*** Opening of Data section ***
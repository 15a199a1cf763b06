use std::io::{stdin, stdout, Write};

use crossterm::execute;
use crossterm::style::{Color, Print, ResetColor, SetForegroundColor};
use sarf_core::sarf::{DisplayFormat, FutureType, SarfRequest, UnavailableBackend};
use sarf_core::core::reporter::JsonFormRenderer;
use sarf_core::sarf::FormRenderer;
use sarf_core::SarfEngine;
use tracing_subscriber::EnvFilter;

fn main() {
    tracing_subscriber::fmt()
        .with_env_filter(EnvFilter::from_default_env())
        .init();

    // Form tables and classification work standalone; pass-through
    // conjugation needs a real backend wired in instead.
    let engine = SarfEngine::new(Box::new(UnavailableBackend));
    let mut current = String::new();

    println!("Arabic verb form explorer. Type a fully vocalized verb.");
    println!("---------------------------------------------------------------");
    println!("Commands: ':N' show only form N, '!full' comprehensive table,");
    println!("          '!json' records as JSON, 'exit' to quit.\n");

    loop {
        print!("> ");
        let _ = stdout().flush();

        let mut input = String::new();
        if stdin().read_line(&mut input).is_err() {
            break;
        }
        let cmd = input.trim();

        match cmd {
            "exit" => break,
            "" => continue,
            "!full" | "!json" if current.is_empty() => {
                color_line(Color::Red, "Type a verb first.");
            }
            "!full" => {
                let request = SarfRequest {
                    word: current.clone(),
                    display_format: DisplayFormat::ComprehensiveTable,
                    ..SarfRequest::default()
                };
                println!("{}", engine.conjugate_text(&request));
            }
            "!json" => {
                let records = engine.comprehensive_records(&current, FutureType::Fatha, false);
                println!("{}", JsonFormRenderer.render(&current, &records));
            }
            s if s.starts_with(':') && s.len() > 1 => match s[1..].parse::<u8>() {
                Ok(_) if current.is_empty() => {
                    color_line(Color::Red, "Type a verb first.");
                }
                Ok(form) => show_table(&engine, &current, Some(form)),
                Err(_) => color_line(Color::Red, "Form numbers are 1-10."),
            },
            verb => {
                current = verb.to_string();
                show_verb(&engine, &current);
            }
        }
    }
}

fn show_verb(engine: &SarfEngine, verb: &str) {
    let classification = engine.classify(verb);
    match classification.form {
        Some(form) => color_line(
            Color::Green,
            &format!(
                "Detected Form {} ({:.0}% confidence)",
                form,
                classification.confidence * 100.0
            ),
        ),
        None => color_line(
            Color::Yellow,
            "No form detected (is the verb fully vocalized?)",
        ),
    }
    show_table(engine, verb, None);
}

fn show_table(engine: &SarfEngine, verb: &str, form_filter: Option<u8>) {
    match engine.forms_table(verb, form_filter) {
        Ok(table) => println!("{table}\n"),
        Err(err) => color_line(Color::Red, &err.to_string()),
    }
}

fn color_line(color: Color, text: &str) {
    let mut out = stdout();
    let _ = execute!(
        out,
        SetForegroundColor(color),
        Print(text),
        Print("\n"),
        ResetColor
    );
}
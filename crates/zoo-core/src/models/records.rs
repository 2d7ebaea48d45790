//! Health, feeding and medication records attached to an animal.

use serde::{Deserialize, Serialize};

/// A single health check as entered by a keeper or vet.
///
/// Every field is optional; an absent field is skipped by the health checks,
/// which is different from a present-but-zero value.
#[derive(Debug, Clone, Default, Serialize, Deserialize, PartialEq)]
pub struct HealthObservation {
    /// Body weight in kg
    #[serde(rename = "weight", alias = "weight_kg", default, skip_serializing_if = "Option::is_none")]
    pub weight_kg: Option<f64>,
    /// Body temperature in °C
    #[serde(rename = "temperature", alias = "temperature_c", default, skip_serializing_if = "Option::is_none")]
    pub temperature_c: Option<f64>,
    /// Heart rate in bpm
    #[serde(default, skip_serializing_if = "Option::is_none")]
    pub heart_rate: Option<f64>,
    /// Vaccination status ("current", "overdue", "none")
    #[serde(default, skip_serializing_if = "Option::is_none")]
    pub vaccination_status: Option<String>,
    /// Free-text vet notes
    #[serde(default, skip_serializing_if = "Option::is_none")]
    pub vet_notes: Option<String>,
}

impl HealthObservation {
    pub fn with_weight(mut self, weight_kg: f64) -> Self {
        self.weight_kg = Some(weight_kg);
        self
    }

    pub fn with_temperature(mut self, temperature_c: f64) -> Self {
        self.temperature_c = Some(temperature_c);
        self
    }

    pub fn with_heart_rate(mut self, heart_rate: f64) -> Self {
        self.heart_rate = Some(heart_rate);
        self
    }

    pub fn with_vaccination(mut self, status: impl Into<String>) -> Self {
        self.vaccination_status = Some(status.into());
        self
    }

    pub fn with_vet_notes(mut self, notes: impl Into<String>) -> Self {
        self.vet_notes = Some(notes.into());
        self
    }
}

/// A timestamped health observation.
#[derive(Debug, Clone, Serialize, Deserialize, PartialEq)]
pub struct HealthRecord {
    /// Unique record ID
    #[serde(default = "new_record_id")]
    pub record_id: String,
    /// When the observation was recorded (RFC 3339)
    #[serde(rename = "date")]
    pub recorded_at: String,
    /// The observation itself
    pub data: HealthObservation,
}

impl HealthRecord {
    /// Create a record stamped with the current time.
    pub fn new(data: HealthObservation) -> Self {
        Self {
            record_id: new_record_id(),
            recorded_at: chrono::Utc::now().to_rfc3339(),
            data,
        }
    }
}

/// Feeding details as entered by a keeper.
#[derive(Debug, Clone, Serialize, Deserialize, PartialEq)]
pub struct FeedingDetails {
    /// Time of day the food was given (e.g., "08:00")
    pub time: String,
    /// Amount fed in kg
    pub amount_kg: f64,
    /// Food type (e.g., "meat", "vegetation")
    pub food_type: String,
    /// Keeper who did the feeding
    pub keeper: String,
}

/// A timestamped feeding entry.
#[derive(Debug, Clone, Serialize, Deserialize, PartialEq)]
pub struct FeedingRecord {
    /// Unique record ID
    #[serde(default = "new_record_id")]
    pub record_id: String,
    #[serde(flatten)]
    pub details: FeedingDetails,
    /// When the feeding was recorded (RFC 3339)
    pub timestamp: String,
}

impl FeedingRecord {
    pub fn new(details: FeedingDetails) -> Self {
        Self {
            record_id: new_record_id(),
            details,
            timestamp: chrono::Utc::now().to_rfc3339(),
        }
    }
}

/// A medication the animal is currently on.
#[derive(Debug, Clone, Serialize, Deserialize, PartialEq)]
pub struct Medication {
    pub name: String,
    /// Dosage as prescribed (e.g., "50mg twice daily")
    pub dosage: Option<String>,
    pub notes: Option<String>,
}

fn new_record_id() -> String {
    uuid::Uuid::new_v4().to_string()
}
*** Close of Data section ***
*** Opening of Data section ***
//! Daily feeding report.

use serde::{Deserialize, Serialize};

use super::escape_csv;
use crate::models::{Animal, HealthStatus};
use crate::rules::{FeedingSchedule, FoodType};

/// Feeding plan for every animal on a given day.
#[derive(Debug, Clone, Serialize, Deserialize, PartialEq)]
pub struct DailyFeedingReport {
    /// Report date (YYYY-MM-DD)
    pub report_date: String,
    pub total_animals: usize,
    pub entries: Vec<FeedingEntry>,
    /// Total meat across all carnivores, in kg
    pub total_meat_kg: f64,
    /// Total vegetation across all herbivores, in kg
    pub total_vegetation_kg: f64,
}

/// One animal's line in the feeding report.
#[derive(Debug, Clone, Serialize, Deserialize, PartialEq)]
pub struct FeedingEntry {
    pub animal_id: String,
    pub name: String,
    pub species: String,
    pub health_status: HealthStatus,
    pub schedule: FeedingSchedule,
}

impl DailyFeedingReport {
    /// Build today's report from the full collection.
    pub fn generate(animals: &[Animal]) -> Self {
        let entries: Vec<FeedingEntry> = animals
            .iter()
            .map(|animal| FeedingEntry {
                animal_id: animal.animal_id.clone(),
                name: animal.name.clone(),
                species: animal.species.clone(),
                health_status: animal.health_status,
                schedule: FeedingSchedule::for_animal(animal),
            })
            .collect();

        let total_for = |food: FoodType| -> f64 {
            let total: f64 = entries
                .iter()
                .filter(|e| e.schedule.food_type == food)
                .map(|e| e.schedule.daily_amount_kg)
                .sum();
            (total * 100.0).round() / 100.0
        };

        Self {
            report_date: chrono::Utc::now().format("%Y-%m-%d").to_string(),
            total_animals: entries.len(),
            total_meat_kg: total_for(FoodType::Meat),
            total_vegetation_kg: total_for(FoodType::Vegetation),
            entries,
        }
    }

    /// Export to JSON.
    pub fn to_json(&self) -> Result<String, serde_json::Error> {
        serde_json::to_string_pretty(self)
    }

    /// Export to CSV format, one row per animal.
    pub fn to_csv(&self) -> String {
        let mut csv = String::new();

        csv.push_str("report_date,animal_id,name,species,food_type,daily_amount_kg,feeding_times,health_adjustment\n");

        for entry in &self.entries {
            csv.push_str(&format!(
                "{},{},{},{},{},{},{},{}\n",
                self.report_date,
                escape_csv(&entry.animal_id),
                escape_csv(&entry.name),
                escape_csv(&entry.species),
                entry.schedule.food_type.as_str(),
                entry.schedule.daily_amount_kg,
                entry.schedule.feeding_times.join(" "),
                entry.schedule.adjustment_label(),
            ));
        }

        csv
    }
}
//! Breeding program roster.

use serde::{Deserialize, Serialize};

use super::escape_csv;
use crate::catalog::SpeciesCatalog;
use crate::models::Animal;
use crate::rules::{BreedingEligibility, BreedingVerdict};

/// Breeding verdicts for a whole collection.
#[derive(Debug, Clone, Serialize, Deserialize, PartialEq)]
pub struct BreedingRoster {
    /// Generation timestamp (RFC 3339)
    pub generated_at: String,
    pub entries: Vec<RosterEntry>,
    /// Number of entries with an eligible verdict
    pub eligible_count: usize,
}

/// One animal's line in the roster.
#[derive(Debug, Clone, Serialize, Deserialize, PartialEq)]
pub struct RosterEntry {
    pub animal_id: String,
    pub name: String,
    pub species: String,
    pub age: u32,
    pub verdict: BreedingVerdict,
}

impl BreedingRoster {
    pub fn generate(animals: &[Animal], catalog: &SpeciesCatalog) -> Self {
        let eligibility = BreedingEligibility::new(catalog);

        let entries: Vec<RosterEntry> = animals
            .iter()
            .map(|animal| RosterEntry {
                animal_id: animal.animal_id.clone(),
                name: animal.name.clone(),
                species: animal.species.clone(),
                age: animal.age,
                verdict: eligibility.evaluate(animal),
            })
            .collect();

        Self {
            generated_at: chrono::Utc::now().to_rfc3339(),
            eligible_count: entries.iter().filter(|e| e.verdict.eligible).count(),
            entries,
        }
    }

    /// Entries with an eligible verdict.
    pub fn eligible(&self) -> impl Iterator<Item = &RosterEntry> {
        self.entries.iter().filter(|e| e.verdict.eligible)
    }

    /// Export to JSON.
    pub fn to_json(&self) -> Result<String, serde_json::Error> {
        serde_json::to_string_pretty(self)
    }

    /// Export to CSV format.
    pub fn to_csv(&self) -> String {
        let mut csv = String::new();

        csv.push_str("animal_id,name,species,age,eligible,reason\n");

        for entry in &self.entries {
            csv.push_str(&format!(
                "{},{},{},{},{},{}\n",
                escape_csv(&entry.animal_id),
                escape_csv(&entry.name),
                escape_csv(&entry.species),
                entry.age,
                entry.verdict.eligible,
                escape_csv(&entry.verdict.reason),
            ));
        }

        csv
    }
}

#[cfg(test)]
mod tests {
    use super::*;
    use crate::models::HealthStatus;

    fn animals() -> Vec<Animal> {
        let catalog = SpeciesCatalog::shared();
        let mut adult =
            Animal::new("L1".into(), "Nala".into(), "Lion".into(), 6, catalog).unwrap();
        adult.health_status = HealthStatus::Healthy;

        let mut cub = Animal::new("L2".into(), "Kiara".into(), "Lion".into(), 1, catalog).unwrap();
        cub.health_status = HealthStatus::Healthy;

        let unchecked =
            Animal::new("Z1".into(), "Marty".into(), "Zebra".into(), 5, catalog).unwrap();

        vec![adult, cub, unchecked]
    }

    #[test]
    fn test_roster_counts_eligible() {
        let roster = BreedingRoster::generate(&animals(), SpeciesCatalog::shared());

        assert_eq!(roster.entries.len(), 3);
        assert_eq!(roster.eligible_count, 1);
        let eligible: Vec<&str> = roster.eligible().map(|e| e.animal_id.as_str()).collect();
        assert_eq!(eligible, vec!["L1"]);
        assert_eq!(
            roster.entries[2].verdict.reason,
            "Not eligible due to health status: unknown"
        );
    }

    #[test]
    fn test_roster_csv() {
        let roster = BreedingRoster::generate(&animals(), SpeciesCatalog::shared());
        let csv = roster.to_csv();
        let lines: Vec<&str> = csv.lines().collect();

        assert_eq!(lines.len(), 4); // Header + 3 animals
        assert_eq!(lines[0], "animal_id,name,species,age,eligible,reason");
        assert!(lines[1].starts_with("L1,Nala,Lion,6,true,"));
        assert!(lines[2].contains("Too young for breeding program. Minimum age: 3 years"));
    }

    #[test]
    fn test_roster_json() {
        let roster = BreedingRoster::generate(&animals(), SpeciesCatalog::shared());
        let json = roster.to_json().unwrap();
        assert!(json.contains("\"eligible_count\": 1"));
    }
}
*** Close of Data section ***
*** Opening of Data section ***
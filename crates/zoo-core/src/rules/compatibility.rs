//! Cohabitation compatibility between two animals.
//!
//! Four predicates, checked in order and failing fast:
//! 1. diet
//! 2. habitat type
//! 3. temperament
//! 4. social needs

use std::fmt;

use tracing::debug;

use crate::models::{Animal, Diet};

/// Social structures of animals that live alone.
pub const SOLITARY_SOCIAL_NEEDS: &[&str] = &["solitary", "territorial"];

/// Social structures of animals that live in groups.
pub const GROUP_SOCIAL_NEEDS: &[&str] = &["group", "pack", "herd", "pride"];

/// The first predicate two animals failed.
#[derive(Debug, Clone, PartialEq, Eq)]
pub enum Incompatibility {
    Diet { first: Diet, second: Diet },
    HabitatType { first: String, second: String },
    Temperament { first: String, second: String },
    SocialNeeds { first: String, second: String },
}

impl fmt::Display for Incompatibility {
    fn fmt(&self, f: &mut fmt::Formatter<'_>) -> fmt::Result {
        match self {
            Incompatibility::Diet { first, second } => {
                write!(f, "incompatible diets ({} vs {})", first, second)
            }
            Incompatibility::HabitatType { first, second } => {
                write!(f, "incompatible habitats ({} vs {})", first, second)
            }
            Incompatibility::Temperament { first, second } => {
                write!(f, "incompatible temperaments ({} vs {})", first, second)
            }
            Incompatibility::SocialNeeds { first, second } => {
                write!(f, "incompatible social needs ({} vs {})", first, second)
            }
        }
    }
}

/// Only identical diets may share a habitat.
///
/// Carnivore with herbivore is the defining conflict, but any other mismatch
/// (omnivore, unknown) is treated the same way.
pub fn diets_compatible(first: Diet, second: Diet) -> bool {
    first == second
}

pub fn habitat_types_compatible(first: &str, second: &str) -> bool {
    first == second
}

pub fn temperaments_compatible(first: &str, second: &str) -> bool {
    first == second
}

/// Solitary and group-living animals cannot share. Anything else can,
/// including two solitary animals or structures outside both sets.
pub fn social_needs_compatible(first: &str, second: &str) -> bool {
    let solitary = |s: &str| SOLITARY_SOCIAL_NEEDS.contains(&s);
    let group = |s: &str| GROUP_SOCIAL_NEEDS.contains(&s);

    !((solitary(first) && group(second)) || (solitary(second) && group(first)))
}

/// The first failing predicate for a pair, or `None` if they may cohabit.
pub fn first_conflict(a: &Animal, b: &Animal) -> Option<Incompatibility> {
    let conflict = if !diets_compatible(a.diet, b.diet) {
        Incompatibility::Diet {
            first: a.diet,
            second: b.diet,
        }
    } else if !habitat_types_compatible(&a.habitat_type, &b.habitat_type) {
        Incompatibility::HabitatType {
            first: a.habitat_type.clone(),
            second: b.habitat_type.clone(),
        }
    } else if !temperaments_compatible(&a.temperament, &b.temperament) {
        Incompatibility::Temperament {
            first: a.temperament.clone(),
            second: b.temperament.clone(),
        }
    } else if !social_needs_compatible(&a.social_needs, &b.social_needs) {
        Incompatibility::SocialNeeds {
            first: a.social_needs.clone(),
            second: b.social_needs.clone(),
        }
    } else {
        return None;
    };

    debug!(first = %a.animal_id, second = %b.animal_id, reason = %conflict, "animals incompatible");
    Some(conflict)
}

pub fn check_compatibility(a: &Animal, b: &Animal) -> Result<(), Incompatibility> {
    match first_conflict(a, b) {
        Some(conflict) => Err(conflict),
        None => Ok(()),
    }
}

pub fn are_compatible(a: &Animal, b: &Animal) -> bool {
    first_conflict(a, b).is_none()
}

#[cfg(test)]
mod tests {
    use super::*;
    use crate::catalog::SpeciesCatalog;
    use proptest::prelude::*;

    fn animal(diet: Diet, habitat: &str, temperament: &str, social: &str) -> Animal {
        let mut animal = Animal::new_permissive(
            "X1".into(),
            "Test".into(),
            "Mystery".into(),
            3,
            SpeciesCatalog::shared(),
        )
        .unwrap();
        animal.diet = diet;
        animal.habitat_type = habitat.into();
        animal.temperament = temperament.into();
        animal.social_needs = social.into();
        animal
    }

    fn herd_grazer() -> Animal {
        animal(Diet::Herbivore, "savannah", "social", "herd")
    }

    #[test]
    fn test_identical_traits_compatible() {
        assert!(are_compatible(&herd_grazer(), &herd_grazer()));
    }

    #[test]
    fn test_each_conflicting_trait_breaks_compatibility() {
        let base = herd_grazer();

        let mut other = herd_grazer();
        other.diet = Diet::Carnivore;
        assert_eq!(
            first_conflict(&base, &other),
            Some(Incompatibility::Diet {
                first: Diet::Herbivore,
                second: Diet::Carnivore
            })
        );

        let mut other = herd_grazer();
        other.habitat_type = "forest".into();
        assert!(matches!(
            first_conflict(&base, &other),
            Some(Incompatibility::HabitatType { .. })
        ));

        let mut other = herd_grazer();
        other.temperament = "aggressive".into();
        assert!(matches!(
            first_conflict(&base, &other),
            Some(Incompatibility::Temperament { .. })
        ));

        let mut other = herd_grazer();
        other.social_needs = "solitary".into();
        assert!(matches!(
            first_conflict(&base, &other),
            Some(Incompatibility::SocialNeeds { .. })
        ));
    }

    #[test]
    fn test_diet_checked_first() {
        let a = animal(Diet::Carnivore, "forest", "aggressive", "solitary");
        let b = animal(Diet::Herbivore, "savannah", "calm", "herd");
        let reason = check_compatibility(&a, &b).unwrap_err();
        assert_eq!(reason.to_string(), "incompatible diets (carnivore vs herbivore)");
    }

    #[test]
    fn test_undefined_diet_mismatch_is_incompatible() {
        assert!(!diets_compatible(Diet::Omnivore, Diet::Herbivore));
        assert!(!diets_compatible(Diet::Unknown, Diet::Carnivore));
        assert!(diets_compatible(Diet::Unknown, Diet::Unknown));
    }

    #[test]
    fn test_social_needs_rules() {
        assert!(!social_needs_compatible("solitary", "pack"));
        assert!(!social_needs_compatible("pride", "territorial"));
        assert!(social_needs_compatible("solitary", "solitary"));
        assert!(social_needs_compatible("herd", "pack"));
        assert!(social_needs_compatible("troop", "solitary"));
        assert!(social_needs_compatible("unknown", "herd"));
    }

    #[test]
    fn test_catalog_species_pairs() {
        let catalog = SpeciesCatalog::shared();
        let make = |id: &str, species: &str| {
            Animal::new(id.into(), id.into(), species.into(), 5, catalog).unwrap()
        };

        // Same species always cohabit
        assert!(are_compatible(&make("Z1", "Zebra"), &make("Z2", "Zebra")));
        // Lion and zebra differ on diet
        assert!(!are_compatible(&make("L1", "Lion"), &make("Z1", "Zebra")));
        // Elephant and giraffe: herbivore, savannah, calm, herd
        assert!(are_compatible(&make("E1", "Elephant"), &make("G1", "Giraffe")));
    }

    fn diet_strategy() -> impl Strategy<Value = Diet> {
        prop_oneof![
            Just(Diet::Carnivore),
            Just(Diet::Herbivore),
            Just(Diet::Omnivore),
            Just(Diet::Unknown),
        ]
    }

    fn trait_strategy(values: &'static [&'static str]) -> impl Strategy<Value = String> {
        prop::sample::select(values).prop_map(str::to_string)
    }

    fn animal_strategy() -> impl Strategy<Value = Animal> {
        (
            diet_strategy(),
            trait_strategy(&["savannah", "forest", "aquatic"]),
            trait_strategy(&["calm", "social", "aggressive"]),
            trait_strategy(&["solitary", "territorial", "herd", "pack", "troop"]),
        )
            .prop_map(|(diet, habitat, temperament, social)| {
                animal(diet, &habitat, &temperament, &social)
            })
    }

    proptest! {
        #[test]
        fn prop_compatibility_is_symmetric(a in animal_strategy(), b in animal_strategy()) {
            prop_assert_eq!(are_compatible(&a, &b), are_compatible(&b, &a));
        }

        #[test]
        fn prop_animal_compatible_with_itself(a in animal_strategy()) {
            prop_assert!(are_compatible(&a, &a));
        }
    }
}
*** Close of Data section ***
** What you need to do **
Across the entries, each line containing the word "input" is to be counted once; the total alone is to be given.

** Answer section **
3